→ **Aim of the task**
Among the entries that follow, the required portion opens with the line containing "stall re-check cadence." and closes with the line containing "const MAX_STUCK_CHECK_INTERVAL: Duration". Give that portion again exactly, and nothing else.

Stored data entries
"""

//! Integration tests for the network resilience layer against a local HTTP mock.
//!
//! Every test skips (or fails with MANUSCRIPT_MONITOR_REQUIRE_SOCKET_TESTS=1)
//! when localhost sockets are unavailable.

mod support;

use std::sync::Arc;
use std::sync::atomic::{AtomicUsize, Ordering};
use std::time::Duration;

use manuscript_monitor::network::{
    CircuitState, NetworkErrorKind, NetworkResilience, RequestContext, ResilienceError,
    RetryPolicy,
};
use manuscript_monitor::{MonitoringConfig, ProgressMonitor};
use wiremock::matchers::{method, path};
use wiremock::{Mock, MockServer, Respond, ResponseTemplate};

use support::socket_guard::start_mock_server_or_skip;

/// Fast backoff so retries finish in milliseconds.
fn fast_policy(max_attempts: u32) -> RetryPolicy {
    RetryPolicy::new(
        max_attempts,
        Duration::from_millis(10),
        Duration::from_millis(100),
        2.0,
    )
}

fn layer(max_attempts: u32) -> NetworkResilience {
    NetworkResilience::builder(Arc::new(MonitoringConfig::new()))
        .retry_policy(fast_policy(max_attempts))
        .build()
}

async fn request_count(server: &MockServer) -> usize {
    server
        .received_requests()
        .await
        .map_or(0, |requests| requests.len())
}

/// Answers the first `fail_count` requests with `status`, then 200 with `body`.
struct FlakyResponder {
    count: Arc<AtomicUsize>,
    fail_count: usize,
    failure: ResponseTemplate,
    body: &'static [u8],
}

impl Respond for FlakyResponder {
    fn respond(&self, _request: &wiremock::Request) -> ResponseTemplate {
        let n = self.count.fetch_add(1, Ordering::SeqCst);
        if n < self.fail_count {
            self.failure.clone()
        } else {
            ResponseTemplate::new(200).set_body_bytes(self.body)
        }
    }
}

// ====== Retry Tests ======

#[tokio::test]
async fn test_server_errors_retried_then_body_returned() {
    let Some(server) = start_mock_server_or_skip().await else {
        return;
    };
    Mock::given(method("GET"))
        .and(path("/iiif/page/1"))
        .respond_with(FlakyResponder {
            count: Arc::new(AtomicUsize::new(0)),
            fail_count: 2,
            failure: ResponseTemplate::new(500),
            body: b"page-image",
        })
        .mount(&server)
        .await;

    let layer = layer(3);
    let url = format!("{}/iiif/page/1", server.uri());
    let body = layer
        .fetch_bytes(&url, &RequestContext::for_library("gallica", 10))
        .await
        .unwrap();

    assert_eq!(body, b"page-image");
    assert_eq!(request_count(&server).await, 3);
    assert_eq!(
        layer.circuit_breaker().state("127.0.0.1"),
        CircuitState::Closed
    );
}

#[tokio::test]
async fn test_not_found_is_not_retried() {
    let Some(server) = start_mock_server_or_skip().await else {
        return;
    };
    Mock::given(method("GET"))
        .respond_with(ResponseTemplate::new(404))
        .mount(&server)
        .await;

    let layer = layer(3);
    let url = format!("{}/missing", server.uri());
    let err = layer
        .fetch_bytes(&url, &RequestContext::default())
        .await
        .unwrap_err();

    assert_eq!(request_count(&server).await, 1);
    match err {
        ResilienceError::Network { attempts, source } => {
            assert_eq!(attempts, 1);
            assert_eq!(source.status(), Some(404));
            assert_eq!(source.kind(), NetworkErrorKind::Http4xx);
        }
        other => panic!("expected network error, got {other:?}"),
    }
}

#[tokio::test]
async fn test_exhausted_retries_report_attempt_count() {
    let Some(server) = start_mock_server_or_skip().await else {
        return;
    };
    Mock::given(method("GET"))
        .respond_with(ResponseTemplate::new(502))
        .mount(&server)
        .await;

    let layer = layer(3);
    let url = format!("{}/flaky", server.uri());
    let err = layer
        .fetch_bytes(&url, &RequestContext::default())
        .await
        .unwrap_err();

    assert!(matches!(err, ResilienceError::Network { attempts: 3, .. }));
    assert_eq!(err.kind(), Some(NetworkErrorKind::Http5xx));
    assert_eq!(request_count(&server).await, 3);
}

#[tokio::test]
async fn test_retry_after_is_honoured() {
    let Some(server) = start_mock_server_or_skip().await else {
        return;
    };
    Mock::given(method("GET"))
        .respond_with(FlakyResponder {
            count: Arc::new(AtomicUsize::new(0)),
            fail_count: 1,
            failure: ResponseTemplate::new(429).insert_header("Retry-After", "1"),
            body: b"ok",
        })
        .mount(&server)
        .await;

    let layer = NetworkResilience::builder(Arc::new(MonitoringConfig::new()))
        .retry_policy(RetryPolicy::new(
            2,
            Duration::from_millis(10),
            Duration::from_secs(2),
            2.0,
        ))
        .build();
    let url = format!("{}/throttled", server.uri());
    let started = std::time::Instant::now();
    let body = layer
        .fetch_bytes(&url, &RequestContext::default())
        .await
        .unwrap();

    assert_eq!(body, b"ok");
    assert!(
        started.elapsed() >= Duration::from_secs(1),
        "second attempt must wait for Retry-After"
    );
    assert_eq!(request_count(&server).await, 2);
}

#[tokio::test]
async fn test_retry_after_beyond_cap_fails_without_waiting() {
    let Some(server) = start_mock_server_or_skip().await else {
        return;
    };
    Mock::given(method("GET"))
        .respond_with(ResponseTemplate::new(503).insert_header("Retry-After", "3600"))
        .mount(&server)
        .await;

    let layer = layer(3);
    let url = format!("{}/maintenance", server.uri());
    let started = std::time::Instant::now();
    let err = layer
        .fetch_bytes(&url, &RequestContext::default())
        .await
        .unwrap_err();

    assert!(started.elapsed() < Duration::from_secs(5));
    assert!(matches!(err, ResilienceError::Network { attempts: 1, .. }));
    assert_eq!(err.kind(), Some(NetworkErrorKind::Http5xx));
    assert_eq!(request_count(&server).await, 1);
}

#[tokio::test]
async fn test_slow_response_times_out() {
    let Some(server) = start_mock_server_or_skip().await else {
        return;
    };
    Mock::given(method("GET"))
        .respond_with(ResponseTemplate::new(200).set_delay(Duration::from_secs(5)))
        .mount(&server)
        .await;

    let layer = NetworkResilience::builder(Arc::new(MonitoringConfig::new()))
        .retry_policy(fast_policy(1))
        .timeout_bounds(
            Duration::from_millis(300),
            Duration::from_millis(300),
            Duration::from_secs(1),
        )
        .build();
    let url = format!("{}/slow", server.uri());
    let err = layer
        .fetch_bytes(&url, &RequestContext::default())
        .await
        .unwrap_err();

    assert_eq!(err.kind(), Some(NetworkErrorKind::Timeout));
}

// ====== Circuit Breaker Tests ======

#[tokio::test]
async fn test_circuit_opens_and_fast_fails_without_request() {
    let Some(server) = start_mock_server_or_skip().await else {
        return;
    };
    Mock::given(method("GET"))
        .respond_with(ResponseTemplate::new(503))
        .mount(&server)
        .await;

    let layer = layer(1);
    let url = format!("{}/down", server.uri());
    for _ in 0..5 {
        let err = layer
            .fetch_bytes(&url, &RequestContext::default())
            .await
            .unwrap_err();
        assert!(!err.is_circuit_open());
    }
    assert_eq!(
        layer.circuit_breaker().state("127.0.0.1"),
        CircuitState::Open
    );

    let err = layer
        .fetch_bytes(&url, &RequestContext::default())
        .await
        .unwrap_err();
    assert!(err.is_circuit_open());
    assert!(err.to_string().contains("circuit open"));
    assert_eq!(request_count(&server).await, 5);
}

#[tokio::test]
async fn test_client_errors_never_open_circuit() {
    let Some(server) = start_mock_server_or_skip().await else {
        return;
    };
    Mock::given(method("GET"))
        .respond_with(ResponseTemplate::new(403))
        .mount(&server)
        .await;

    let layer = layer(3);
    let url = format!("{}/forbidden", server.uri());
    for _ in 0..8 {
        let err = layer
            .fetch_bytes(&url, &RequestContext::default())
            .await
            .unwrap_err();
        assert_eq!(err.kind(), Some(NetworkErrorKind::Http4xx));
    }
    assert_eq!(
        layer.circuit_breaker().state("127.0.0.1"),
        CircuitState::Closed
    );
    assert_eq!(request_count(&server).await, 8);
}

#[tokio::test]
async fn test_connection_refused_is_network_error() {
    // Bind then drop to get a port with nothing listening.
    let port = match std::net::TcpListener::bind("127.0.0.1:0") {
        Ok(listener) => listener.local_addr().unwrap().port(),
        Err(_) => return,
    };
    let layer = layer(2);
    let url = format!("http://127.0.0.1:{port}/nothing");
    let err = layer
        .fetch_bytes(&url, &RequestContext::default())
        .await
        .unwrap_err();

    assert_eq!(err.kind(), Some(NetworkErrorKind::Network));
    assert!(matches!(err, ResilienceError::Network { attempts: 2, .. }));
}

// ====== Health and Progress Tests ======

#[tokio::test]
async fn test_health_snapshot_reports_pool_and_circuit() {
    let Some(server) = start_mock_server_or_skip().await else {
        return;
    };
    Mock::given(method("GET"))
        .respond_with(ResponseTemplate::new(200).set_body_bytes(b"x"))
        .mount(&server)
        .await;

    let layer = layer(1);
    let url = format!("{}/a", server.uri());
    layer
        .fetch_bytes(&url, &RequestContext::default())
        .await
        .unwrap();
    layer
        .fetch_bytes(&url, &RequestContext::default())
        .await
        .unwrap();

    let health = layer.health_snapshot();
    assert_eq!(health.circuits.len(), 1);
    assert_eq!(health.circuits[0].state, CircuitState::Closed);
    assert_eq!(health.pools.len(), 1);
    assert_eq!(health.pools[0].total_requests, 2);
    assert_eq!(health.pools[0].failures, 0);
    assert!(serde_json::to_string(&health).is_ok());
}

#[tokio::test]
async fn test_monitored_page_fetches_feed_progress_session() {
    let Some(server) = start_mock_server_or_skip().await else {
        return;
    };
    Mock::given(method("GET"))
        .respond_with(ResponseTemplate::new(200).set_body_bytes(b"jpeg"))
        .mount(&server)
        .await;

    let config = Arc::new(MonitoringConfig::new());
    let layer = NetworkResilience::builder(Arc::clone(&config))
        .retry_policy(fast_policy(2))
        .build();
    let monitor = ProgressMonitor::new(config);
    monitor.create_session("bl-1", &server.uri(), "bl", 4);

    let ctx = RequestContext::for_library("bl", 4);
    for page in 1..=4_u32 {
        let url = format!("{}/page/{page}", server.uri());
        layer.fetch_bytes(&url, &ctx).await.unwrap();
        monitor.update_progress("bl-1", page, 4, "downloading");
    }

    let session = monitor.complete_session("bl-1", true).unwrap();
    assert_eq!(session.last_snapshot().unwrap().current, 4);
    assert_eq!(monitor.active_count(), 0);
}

"""
"""

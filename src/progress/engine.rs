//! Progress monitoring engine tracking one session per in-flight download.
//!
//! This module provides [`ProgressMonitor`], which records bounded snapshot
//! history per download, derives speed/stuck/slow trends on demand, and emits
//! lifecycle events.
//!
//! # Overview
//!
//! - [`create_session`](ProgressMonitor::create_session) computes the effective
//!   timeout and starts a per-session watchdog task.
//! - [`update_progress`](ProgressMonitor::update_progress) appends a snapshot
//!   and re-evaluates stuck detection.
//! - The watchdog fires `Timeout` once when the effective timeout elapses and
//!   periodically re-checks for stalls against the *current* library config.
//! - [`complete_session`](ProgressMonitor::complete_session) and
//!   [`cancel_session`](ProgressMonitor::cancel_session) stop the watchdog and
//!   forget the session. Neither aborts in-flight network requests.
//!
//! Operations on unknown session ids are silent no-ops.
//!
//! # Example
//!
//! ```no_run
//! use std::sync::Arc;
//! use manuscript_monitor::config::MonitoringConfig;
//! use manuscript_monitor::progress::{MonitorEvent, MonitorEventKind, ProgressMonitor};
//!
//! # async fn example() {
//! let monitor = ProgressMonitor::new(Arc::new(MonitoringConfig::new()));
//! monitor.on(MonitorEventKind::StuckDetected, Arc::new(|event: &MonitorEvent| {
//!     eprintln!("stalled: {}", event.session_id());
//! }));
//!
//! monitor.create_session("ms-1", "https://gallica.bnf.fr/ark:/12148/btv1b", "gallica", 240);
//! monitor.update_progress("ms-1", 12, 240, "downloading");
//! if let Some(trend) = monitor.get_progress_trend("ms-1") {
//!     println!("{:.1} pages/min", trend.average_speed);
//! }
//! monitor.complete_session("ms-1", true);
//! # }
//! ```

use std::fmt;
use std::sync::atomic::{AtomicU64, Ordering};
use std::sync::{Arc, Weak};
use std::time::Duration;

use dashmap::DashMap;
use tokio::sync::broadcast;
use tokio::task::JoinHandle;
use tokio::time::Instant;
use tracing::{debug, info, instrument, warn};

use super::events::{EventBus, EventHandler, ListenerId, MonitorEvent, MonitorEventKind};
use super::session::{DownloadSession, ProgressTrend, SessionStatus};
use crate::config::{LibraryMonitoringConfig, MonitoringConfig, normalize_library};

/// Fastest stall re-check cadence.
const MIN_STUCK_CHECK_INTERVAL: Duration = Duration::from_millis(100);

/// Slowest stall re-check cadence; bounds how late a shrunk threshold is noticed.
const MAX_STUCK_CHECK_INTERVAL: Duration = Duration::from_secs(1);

"""
"""

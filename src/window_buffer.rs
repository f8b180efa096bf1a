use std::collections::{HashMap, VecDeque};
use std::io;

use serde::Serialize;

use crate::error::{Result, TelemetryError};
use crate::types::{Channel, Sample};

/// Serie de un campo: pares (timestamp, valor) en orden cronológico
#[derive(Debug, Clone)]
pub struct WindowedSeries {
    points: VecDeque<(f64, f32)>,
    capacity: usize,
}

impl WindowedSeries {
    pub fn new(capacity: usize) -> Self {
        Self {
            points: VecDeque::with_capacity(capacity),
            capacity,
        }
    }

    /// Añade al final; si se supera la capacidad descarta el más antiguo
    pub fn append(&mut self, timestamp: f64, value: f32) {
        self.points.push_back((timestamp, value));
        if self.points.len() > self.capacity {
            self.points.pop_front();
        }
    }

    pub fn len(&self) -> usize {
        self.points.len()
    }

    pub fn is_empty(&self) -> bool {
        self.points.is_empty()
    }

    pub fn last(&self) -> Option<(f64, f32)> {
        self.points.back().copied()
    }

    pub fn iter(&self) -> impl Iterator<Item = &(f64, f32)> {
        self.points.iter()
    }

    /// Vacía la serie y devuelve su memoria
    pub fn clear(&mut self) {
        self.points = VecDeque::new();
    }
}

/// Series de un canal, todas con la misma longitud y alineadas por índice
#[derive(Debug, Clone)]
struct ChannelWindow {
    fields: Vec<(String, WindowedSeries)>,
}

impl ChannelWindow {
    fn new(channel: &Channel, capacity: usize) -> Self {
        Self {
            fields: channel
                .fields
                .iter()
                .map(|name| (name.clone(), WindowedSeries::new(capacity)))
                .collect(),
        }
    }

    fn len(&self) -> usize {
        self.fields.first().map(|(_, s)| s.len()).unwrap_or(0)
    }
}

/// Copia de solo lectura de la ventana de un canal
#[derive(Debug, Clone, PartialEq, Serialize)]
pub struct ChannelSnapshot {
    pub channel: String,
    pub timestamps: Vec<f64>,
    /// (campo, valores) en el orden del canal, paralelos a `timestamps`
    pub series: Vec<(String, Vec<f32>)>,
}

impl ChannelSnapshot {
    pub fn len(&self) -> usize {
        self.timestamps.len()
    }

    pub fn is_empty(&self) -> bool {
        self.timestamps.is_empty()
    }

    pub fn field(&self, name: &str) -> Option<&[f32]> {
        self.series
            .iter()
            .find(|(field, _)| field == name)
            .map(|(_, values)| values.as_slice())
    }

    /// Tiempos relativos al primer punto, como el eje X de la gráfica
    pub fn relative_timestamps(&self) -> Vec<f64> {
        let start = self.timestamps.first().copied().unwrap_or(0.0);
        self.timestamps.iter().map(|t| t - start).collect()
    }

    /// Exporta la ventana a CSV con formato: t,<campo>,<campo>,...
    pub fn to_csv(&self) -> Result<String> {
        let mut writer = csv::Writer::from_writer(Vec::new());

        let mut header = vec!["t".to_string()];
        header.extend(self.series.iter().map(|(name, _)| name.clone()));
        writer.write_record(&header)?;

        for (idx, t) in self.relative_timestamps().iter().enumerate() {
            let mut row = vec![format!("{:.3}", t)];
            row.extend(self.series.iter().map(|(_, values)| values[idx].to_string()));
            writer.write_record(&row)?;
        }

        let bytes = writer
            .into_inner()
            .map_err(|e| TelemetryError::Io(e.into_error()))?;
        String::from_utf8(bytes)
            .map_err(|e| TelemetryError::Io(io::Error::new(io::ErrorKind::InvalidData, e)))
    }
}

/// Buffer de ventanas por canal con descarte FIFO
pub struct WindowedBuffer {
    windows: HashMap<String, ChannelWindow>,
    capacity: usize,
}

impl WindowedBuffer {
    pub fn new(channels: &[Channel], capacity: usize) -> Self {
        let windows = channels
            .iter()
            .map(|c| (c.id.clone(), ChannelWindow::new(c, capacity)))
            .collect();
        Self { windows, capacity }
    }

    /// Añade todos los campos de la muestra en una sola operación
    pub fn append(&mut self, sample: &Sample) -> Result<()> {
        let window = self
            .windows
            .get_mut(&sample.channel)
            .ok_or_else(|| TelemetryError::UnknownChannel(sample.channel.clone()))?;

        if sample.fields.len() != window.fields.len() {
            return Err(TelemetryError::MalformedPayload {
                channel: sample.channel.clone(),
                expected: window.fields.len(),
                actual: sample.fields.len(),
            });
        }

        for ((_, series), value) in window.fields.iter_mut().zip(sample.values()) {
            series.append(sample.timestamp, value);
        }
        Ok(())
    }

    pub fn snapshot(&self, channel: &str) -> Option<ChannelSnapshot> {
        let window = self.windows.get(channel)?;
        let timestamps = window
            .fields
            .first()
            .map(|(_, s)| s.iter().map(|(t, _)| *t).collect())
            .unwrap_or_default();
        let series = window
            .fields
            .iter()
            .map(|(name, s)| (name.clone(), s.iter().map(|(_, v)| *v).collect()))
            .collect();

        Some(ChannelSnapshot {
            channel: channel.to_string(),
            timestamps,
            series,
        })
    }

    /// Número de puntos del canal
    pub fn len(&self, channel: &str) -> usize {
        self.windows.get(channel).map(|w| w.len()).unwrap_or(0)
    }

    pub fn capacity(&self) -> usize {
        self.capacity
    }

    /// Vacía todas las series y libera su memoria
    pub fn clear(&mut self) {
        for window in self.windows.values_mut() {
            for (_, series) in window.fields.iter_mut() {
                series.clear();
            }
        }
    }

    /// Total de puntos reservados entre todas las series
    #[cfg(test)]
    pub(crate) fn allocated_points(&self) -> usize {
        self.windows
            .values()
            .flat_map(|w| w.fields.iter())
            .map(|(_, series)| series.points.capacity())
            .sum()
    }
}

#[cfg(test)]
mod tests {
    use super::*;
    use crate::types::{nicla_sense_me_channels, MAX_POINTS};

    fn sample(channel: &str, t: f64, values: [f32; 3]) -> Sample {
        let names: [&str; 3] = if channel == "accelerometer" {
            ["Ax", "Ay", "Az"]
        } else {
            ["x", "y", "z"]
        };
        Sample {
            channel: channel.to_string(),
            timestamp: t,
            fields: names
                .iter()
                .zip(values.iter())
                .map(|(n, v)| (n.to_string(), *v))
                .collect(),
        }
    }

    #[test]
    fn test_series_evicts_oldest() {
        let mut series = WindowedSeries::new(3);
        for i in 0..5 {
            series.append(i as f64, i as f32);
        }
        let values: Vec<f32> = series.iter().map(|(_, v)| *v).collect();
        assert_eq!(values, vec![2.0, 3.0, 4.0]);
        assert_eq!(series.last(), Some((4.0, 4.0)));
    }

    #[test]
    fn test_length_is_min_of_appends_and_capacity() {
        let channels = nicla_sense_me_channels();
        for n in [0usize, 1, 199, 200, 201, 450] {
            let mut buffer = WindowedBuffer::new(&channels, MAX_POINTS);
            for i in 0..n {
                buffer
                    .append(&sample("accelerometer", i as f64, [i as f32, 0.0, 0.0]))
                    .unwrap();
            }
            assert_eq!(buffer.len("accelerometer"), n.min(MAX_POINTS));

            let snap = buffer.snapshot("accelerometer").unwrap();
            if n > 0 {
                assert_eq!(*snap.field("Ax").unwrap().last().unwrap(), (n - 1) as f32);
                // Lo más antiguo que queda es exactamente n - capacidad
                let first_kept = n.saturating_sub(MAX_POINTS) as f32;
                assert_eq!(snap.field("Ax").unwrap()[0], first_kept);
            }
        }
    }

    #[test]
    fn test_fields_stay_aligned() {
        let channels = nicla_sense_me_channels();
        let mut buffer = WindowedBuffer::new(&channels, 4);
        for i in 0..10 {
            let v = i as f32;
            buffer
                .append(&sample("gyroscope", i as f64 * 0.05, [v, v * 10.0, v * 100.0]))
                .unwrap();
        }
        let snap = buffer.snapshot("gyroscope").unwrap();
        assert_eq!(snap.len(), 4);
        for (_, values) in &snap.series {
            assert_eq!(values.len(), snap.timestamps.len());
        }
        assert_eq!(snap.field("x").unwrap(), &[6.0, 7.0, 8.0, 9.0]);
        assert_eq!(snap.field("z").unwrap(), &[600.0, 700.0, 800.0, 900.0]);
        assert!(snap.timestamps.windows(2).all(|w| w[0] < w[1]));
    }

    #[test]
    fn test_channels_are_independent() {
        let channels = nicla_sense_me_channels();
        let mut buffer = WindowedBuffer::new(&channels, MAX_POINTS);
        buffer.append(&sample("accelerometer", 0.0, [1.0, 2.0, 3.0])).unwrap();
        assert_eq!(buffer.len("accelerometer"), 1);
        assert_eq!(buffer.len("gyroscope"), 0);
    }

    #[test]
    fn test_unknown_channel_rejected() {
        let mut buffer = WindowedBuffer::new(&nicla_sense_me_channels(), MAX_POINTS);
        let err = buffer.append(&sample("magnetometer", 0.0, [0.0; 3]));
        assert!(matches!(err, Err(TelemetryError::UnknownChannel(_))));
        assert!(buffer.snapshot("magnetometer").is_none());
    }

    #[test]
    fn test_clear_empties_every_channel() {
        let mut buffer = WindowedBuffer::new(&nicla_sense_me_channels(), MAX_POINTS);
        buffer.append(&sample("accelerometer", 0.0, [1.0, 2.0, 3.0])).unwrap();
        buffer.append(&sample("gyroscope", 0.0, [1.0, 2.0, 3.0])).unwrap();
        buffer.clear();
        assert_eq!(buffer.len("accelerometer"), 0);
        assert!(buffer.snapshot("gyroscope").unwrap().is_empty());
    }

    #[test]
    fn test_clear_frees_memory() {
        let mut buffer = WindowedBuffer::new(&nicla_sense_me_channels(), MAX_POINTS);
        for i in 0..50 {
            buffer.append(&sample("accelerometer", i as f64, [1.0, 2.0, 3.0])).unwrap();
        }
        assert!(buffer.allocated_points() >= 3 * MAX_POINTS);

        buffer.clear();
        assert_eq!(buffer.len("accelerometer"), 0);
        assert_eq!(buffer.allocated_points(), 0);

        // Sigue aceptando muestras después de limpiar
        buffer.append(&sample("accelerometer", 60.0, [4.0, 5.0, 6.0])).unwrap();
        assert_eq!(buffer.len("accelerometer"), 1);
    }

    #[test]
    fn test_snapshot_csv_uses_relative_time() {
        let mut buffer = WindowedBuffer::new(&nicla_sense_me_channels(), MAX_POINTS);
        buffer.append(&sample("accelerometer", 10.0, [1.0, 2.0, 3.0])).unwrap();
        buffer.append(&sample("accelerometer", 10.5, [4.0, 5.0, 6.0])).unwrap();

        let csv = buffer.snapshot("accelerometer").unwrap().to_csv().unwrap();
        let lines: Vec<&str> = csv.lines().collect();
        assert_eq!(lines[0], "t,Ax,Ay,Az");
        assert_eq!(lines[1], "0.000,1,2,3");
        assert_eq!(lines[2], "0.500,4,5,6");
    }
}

"""

→ **Answer space**
/// Fastest stall re-check cadence.
const MIN_STUCK_CHECK_INTERVAL: Duration = Duration::from_millis(100);

/// Slowest stall re-check cadence; bounds how late a shrunk threshold is noticed.
const MAX_STUCK_CHECK_INTERVAL: Duration = Duration::from_secs(1);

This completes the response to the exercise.